__Task objective__
Below are entries. Reproduce exactly the lines between the line holding "let cut: String" and the line holding "pub mod version;", inclusive, and only those.

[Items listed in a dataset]
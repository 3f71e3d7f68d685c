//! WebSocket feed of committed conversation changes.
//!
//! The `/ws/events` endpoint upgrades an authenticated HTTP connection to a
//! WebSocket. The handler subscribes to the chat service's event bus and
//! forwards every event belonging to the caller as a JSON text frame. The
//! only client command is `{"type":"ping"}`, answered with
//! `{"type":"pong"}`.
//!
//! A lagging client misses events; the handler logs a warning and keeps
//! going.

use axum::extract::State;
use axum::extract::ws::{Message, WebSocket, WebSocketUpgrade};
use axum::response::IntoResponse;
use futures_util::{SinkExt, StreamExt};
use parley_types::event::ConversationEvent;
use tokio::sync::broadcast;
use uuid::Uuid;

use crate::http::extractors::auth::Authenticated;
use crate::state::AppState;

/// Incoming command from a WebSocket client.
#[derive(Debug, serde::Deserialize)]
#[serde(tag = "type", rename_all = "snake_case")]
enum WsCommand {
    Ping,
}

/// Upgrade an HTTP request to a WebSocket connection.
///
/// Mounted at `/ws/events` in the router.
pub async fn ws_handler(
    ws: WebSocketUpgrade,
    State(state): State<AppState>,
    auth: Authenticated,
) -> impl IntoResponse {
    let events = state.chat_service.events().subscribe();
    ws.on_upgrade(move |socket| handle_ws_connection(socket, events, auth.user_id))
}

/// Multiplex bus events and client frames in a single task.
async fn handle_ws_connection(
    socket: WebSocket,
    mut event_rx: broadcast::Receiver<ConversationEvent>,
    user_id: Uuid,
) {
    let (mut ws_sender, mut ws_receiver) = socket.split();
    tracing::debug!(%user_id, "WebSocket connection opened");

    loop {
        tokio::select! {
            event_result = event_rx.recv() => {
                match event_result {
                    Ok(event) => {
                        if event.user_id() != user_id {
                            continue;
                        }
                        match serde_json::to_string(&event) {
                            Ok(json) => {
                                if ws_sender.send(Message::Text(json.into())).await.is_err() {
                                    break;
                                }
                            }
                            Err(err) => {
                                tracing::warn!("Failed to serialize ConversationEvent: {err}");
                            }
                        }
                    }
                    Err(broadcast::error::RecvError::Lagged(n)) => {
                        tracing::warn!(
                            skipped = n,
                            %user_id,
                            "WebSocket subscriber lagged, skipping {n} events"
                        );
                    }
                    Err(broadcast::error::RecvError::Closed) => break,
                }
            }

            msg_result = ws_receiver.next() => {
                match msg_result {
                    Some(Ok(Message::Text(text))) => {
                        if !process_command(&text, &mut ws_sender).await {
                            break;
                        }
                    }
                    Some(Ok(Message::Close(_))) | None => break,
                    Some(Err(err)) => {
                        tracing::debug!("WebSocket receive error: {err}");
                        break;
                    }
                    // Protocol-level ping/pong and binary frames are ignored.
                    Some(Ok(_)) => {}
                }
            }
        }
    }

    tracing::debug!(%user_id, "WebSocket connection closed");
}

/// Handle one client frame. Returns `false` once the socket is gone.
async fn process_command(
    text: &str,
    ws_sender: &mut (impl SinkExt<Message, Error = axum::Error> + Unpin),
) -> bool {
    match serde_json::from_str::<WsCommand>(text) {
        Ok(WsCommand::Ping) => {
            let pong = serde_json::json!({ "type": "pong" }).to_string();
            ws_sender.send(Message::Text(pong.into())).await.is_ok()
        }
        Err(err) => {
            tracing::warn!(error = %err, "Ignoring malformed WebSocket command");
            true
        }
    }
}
* * *
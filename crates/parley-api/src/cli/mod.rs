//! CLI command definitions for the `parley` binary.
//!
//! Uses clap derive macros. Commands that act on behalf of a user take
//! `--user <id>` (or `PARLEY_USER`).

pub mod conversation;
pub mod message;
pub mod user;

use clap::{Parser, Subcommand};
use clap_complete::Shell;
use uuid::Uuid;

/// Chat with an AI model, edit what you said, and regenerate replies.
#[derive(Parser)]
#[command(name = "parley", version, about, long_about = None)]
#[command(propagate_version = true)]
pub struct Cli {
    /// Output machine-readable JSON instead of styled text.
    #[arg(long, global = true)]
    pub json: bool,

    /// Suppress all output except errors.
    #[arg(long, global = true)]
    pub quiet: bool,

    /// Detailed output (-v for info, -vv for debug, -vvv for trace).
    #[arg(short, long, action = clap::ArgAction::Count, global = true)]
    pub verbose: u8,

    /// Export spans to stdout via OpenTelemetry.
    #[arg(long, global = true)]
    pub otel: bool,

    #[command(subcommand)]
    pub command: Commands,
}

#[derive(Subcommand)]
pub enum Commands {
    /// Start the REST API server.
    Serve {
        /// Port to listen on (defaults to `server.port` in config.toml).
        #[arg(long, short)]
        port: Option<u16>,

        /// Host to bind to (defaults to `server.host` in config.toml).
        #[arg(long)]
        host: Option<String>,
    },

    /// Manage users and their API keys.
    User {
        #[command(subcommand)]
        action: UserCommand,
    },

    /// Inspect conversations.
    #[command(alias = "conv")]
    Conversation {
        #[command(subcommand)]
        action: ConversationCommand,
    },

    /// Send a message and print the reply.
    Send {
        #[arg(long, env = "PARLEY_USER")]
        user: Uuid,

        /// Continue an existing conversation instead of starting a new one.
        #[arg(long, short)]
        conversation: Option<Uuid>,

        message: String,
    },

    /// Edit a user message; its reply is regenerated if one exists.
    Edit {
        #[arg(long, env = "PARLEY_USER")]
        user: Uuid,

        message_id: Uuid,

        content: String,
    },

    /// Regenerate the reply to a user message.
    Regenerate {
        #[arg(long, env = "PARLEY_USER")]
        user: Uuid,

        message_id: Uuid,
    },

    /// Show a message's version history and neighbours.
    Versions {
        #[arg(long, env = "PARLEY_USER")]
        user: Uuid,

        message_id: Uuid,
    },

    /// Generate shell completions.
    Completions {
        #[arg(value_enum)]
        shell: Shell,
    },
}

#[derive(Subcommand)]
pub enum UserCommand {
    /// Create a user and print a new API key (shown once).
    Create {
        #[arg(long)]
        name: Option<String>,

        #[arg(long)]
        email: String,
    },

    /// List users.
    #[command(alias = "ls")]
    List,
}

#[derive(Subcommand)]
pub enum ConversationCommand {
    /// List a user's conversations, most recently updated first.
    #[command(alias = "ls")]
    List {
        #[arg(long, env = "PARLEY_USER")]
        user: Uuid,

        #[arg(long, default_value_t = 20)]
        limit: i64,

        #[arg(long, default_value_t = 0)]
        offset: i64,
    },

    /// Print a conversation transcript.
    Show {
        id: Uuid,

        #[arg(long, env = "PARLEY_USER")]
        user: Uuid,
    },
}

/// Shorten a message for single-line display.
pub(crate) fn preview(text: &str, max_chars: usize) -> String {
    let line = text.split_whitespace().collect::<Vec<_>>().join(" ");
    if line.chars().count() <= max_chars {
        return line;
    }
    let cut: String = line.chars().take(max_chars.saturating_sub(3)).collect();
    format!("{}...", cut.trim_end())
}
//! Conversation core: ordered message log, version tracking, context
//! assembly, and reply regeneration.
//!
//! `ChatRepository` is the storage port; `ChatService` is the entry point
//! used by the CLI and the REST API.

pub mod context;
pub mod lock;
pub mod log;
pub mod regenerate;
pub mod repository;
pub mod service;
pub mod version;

__Solution to this exercise__
    let cut: String = line.chars().take(max_chars.saturating_sub(3)).collect();
    format!("{}...", cut.trim_end())
}
//! Conversation core: ordered message log, version tracking, context
//! assembly, and reply regeneration.
//!
//! `ChatRepository` is the storage port; `ChatService` is the entry point
//! used by the CLI and the REST API.

pub mod context;
pub mod lock;
pub mod log;
pub mod regenerate;
pub mod repository;
pub mod service;
pub mod version;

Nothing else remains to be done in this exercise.